My mum loves me, but doesn’t really know me | Dear Mariella

You’re frustrated about this, and you have the right to confront your mother with these emotional challenges, but to what purpose, wonders Mariella Frostrup

The dilemma I am a 50-year-old gay man. When I was young I was cast in the role of the “good” child – my mother’s antidote to my rebellious siblings. I behaved well, did fine at school and sought my mother’s approval and love. As a result I hid my sexuality. I was left in no doubt from her that being gay was “dirty”. She frequently told me I should not go to her if I had any worries as she would not be able to cope if all her children had problems. I came out to her when I was 19. She sought to control the narrative, requesting that I didn’t tell anyone until she felt the time was right. Relieved, as she told me she still loved me, I complied.

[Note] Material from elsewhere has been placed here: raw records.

// src/models/legacy.rs
//
// Formatos do shim REST antigo (/api/stats, /api/visits, /api/users).
// Os dados vêm das mesmas tabelas; só o desenho do JSON muda.

use serde::{Deserialize, Serialize};
use serde_json::Value;
use utoipa::ToSchema;
use uuid::Uuid;

use crate::models::{
    auth::Profile,
    dashboard::PeriodBucket,
    visit::{ClientCategory, Visit, VisitResult, VisitType},
};

#[derive(Debug, Serialize, ToSchema)]
#[serde(rename_all = "camelCase")]
pub struct LegacyStats {
    pub total_visits: usize,
    pub unique_clients: usize,
    pub opportunities: usize,
    pub visits_by_period: Vec<LegacyPeriod>,
}

#[derive(Debug, Serialize, ToSchema)]
pub struct LegacyPeriod {
    pub label: String,
    pub value: f64,
}

impl From<&PeriodBucket> for LegacyPeriod {
    fn from(bucket: &PeriodBucket) -> Self {
        Self { label: bucket.label.clone(), value: bucket.value }
    }
}

#[derive(Debug, Serialize, ToSchema)]
pub struct LegacyVisit {
    pub id: Uuid,
    pub user_id: Option<Uuid>,
    pub client_id: Uuid,
    pub date: String,
    #[serde(rename = "type")]
    pub visit_type: String,
    pub result: String,
    pub volume: Option<f64>,
    pub competitor: Option<String>,
    pub summary: Option<String>,
    pub user_name: String,
    pub client_name: String,
    pub region: Option<String>,
}

impl From<&Visit> for LegacyVisit {
    fn from(visit: &Visit) -> Self {
        Self {
            id: visit.id,
            user_id: visit.user_id,
            client_id: visit.client_id,
            date: visit.visit_date.format("%Y-%m-%d").to_string(),
            visit_type: legacy_visit_type(visit.visit_type).to_string(),
            result: legacy_result(visit.result).to_string(),
            volume: visit.details.get("volume").and_then(volume_from_value),
            competitor: visit
                .details
                .get("competitor")
                .and_then(Value::as_str)
                .map(str::to_string),
            summary: visit.summary.clone(),
            user_name: visit.salesperson_name.clone(),
            client_name: visit.client_name.clone(),
            region: visit.region.clone(),
        }
    }
}

// O formulário antigo mandava volume como número ou texto
fn volume_from_value(value: &Value) -> Option<f64> {
    match value {
        Value::Number(n) => n.as_f64(),
        Value::String(s) => s.trim().replace(',', ".").parse().ok(),
        _ => None,
    }
}

pub fn legacy_visit_type(kind: VisitType) -> &'static str {
    match kind {
        VisitType::Prospecting => "PROSPECCAO",
        VisitType::Negotiation => "NEGOCIACAO",
        VisitType::Relationship => "RELACIONAMENTO",
        VisitType::AfterSales => "POS_VENDA",
    }
}

pub fn legacy_result(result: VisitResult) -> &'static str {
    match result {
        VisitResult::Achieved => "ALCANCADO",
        VisitResult::Partial => "PARCIAL",
        VisitResult::NotAchieved => "NAO_ALCANCADO",
    }
}

#[derive(Debug, Deserialize, ToSchema)]
pub struct LegacyCreateVisit {
    pub user_id: Option<Uuid>,
    pub client_name: String,
    pub cnpj: Option<String>,
    pub region: Option<String>,
    pub date: String,
    #[serde(rename = "type")]
    pub visit_type: VisitType,
    pub result: VisitResult,
    pub volume: Option<f64>,
    pub competitor: Option<String>,
    pub summary: Option<String>,
    // O shim antigo não conhecia categorias
    pub client_category: Option<ClientCategory>,
}

#[derive(Debug, Serialize, ToSchema)]
pub struct LegacyCreated {
    pub id: Uuid,
}

#[derive(Debug, Serialize, ToSchema)]
pub struct LegacyUser {
    pub id: Uuid,
    pub name: String,
    pub email: String,
    pub role: String,
    pub active: u8,
}

impl From<&Profile> for LegacyUser {
    fn from(profile: &Profile) -> Self {
        Self {
            id: profile.id,
            name: profile.full_name.clone(),
            email: profile.email.clone(),
            role: profile.role.as_str().to_uppercase(),
            active: u8::from(profile.active),
        }
    }
}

I don’t know if my mother’s love for me was conditional, because I didn’t test it. I recognise that she worked extremely hard with four young children and a husband setting up a business. I am still bound up in many of the same patterns of behaviour as when I was a child. She just wants to hear I am happy, but doesn’t if I am not. I smile, regardless of how I am actually feeling. So she doesn’t really know me and loves a vision of me that isn’t who I am. I wonder if I have the right, at this stage in our lives, to change a relationship that she appears content with?